CHAPTER 27

By 11:30 the next morning, Louis was standing at the front door of the DeFoe house. He had rung the bell seven times and gotten no response. There was a black Jag XJ6 in the circular drive and he could see one light on inside the house, so he was sure someone was home. Where the hell were the servants? A monster place like this had to have a whole army of them.

He gave up on the bell and started in on the massive lion’s-head door knocker. The sharp pounding sound it made on the heavy wood door echoed loudly in the portico.

No answer. But he was determined that the long drive to Grosse Pointe wasn’t going to be for nothing. He pounded again.

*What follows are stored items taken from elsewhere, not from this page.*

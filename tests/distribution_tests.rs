use gradient_forge::distribution::{
    DISTRIBUTION_NAMES, available_distributions, blend_distributions, distribute, try_distribute,
};
use gradient_forge::{Distribution, DistributionError, Gradient, PositionPattern, Rgb, SortKey};
use pretty_assertions::assert_eq;

#[path = "test_utils.rs"]
mod test_utils;
use test_utils::{BLUE, CYAN, GREEN, RED, YELLOW, colors_of, positions_of, scrambled_hues};

fn sorted(mut values: Vec<f64>) -> Vec<f64> {
    values.sort_by(f64::total_cmp);
    values
}

#[test]
fn test_hue_distribution_keeps_endpoints_and_sorts_interior() {
    let mut gradient = scrambled_hues();
    distribute(&mut gradient, "hue", false, true);

    assert_eq!(positions_of(&gradient), vec![0.0, 0.25, 0.5, 0.75, 1.0]);
    assert_eq!(colors_of(&gradient), vec![RED, YELLOW, GREEN, CYAN, BLUE]);
}

#[test]
fn test_reverse_hue_distribution() {
    let mut gradient = scrambled_hues();
    distribute(&mut gradient, "hue", true, true);

    assert_eq!(colors_of(&gradient), vec![RED, CYAN, GREEN, YELLOW, BLUE]);
}

#[test]
fn test_every_distribution_preserves_positions_and_endpoints() {
    let original = Gradient::from_stops([
        (1.0, BLUE),
        (0.3, Rgb::new(200, 40, 90)),
        (0.0, RED),
        (0.6, Rgb::new(12, 180, 33)),
        (0.45, Rgb::new(250, 250, 250)),
        (0.8, Rgb::new(90, 90, 90)),
    ]);

    for name in DISTRIBUTION_NAMES {
        for reverse in [false, true] {
            let mut gradient = original.clone();
            try_distribute(&mut gradient, name, reverse, true).expect("registered name");

            assert_eq!(
                positions_of(&gradient),
                positions_of(&original),
                "{name} moved positions"
            );
            // min and max positions live at indices 2 and 0
            assert_eq!(gradient.color_at(0.0), RED, "{name} moved the first color");
            assert_eq!(gradient.base_color_at(1.0), BLUE, "{name} moved the last color");

            let mut before = colors_of(&original);
            let mut after = colors_of(&gradient);
            before.sort_by_key(|c| c.channels());
            after.sort_by_key(|c| c.channels());
            assert_eq!(after, before, "{name} changed the color multiset");
        }
    }
}

#[test]
fn test_without_endpoint_preservation_everything_moves() {
    let mut gradient = Gradient::from_stops([
        (0.0, Rgb::WHITE),
        (0.5, Rgb::new(128, 128, 128)),
        (1.0, Rgb::BLACK),
    ]);
    distribute(&mut gradient, "brightness", false, false);

    assert_eq!(
        colors_of(&gradient),
        vec![Rgb::BLACK, Rgb::new(128, 128, 128), Rgb::WHITE]
    );
}

#[test]
fn test_unknown_names() {
    let mut gradient = scrambled_hues();
    assert_eq!(
        try_distribute(&mut gradient, "sparkle", false, true),
        Err(DistributionError::UnknownDistribution("sparkle".to_string()))
    );
    // a failed lookup leaves the gradient alone
    assert_eq!(gradient, scrambled_hues());

    let mut fallback = scrambled_hues();
    distribute(&mut fallback, "sparkle", false, true);
    let mut simple = scrambled_hues();
    distribute(&mut simple, "simple_brightness", false, true);
    assert_eq!(fallback, simple);
}

#[test]
fn test_seeded_random_is_reproducible_and_independent() {
    let stops = Gradient::from_stops(
        (0..12).map(|i| (f64::from(i) / 11.0, Rgb::new(i * 20, 255 - i * 20, 7))),
    );
    let shuffle = |seed| {
        Distribution::Random { seed: Some(seed) }.distribute_stops(stops.stops(), false, true)
    };

    let first = shuffle(42);
    let _unrelated = Distribution::Random { seed: None }.distribute_stops(stops.stops(), false, true);
    assert_eq!(shuffle(42), first);

    assert_eq!(first[0].1, Rgb::new(0, 255, 7));
    assert_eq!(first[11].1, Rgb::new(220, 35, 7));
    assert_eq!(
        first.iter().map(|(p, _)| *p).collect::<Vec<_>>(),
        positions_of(&stops)
    );
}

#[test]
fn test_registry_lists_every_name() {
    let listed: Vec<&str> = available_distributions()
        .into_iter()
        .map(|(id, _, _)| id)
        .collect();
    assert_eq!(listed, DISTRIBUTION_NAMES.to_vec());
    assert_eq!(
        Distribution::from_name("Warm_Cool"),
        Ok(Distribution::Sorted(SortKey::WarmCool))
    );
}

#[test]
fn test_blend_distributions_threshold() {
    let original = scrambled_hues().color_stops();
    let mut distributed_gradient = scrambled_hues();
    distribute(&mut distributed_gradient, "hue", false, true);
    let distributed = distributed_gradient.color_stops();

    assert_eq!(blend_distributions(&original, &distributed, 0.49), original);
    assert_eq!(blend_distributions(&original, &distributed, 0.5), distributed);
    assert_eq!(blend_distributions(&original, &distributed, -2.0), original);
    assert_eq!(blend_distributions(&original, &distributed[..2], 0.2), distributed[..2].to_vec());
}

#[test]
fn test_position_patterns_keep_color_order() {
    for name in PositionPattern::NAMES {
        let pattern = PositionPattern::from_name(name).expect("registered pattern");
        let mut gradient = scrambled_hues();
        pattern.apply(&mut gradient);

        let positions = positions_of(&gradient);
        assert_eq!(positions.len(), 5, "{name}");
        assert_eq!(positions.clone(), sorted(positions.clone()), "{name} unsorted");
        assert!(positions.iter().all(|p| (0.0..=1.0).contains(p)), "{name}");
        assert_eq!(
            colors_of(&gradient),
            vec![RED, CYAN, YELLOW, GREEN, BLUE],
            "{name} reordered colors"
        );
    }
}

#[test]
fn test_power_curve_bunches_toward_start() {
    let positions = PositionPattern::PowerCurve {
        power: 2.0,
        phase: 0.0,
    }
    .positions(5);

    assert_eq!(positions.first(), Some(&0.0));
    assert_eq!(positions.last(), Some(&1.0));
    assert!(positions[2] < 0.5);
}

Finally, the heavy door swung open.

“All right! All right! Who the hell-” Rodney drew up short at the sight of Louis. “You. What do you want?”

“I need to talk to you.”

Rodney had a white apron tied around his waist, one of those big things that professional chefs wore. His top lip was swollen with a crusted scar from where Phillip had decked him.

“I tried talking once already,” Rodney said. “All it got me were two stitches inside my mouth. So, you here to take a swing at me, too?”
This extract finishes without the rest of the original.